● **Exercise directions**
The answer is to be the data below, written out in full and exactly.

● **Records provided**

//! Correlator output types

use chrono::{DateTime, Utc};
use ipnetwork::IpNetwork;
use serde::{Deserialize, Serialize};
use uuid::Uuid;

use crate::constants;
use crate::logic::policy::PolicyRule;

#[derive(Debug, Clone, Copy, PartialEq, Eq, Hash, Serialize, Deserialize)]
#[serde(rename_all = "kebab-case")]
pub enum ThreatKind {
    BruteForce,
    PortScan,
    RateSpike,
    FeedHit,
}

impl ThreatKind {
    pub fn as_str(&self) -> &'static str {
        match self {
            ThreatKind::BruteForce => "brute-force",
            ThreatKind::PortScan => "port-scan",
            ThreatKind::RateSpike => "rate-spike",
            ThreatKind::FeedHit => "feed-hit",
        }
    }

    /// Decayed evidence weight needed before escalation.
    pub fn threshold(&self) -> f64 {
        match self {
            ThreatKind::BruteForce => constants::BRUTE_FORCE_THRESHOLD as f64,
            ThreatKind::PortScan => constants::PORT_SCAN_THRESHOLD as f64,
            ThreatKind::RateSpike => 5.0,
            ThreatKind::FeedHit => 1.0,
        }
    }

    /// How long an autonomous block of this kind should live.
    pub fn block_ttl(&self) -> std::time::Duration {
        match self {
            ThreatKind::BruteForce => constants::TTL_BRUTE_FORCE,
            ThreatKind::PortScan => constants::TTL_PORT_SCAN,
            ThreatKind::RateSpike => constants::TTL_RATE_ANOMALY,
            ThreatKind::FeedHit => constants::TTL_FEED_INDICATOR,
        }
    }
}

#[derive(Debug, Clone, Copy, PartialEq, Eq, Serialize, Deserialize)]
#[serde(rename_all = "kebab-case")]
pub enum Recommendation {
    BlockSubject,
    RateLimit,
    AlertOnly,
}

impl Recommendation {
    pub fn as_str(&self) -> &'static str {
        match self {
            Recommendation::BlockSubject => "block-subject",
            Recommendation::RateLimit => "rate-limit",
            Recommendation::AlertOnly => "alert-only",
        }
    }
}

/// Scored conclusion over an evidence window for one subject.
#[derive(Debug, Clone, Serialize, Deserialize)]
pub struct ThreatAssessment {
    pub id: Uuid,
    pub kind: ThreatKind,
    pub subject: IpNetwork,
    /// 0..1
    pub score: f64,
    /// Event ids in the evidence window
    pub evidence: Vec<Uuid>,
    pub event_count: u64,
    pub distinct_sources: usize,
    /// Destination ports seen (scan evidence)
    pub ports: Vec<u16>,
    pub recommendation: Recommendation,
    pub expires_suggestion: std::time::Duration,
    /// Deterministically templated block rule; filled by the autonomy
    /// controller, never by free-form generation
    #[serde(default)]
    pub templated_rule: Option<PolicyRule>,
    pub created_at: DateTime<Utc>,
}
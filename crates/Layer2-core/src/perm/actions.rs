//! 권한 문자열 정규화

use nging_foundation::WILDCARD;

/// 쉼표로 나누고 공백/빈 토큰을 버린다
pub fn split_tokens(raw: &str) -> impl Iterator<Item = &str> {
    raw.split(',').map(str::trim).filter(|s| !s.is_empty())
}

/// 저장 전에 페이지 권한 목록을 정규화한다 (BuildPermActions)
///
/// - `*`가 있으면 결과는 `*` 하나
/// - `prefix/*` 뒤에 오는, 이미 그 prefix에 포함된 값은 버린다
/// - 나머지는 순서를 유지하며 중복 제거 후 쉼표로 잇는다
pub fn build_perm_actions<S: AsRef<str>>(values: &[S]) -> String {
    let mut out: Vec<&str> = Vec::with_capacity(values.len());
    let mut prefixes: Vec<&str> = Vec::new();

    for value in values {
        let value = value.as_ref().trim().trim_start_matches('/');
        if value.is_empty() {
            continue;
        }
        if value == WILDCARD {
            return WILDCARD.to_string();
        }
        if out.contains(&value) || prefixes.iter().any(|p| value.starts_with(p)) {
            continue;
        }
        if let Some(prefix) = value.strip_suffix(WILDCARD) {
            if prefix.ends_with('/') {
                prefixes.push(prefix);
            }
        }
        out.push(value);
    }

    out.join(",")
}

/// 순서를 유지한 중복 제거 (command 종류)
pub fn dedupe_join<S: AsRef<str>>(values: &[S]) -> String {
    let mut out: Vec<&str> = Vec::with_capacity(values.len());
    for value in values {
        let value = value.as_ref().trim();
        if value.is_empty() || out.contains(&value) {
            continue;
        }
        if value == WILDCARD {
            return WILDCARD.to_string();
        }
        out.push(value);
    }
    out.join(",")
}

● **Exercise answer**
//! Correlator output types

use chrono::{DateTime, Utc};
use ipnetwork::IpNetwork;
use serde::{Deserialize, Serialize};
use uuid::Uuid;

use crate::constants;
use crate::logic::policy::PolicyRule;

#[derive(Debug, Clone, Copy, PartialEq, Eq, Hash, Serialize, Deserialize)]
#[serde(rename_all = "kebab-case")]
pub enum ThreatKind {
    BruteForce,
    PortScan,
    RateSpike,
    FeedHit,
}

impl ThreatKind {
    pub fn as_str(&self) -> &'static str {
        match self {
            ThreatKind::BruteForce => "brute-force",
            ThreatKind::PortScan => "port-scan",
            ThreatKind::RateSpike => "rate-spike",
            ThreatKind::FeedHit => "feed-hit",
        }
    }

    /// Decayed evidence weight needed before escalation.
    pub fn threshold(&self) -> f64 {
        match self {
            ThreatKind::BruteForce => constants::BRUTE_FORCE_THRESHOLD as f64,
            ThreatKind::PortScan => constants::PORT_SCAN_THRESHOLD as f64,
            ThreatKind::RateSpike => 5.0,
            ThreatKind::FeedHit => 1.0,
        }
    }

    /// How long an autonomous block of this kind should live.
    pub fn block_ttl(&self) -> std::time::Duration {
        match self {
            ThreatKind::BruteForce => constants::TTL_BRUTE_FORCE,
            ThreatKind::PortScan => constants::TTL_PORT_SCAN,
            ThreatKind::RateSpike => constants::TTL_RATE_ANOMALY,
            ThreatKind::FeedHit => constants::TTL_FEED_INDICATOR,
        }
    }
}

#[derive(Debug, Clone, Copy, PartialEq, Eq, Serialize, Deserialize)]
#[serde(rename_all = "kebab-case")]
pub enum Recommendation {
    BlockSubject,
    RateLimit,
    AlertOnly,
}

impl Recommendation {
    pub fn as_str(&self) -> &'static str {
        match self {
            Recommendation::BlockSubject => "block-subject",
            Recommendation::RateLimit => "rate-limit",
            Recommendation::AlertOnly => "alert-only",
        }
    }
}

/// Scored conclusion over an evidence window for one subject.
#[derive(Debug, Clone, Serialize, Deserialize)]
pub struct ThreatAssessment {
    pub id: Uuid,
    pub kind: ThreatKind,
    pub subject: IpNetwork,
    /// 0..1
    pub score: f64,
    /// Event ids in the evidence window
    pub evidence: Vec<Uuid>,
    pub event_count: u64,
    pub distinct_sources: usize,
    /// Destination ports seen (scan evidence)
    pub ports: Vec<u16>,
    pub recommendation: Recommendation,
    pub expires_suggestion: std::time::Duration,
    /// Deterministically templated block rule; filled by the autonomy
    /// controller, never by free-form generation
    #[serde(default)]
    pub templated_rule: Option<PolicyRule>,
    pub created_at: DateTime<Utc>,
}
filename crates/Layer2-core/src/perm/actions.rs
//! 권한 문자열 정규화

use nging_foundation::WILDCARD;

/// 쉼표로 나누고 공백/빈 토큰을 버린다
pub fn split_tokens(raw: &str) -> impl Iterator<Item = &str> {
    raw.split(',').map(str::trim).filter(|s| !s.is_empty())
}

/// 저장 전에 페이지 권한 목록을 정규화한다 (BuildPermActions)
///
/// - `*`가 있으면 결과는 `*` 하나
/// - `prefix/*` 뒤에 오는, 이미 그 prefix에 포함된 값은 버린다
/// - 나머지는 순서를 유지하며 중복 제거 후 쉼표로 잇는다
pub fn build_perm_actions<S: AsRef<str>>(values: &[S]) -> String {
    let mut out: Vec<&str> = Vec::with_capacity(values.len());
    let mut prefixes: Vec<&str> = Vec::new();

    for value in values {
        let value = value.as_ref().trim().trim_start_matches('/');
        if value.is_empty() {
            continue;
        }
        if value == WILDCARD {
            return WILDCARD.to_string();
        }
        if out.contains(&value) || prefixes.iter().any(|p| value.starts_with(p)) {
            continue;
        }
        if let Some(prefix) = value.strip_suffix(WILDCARD) {
            if prefix.ends_with('/') {
                prefixes.push(prefix);
            }
        }
        out.push(value);
    }

    out.join(",")
}

/// 순서를 유지한 중복 제거 (command 종류)
pub fn dedupe_join<S: AsRef<str>>(values: &[S]) -> String {
    let mut out: Vec<&str> = Vec::with_capacity(values.len());
    for value in values {
        let value = value.as_ref().trim();
        if value.is_empty() || out.contains(&value) {
            continue;
        }
        if value == WILDCARD {
            return WILDCARD.to_string();
        }
        out.push(value);
    }
    out.join(",")
}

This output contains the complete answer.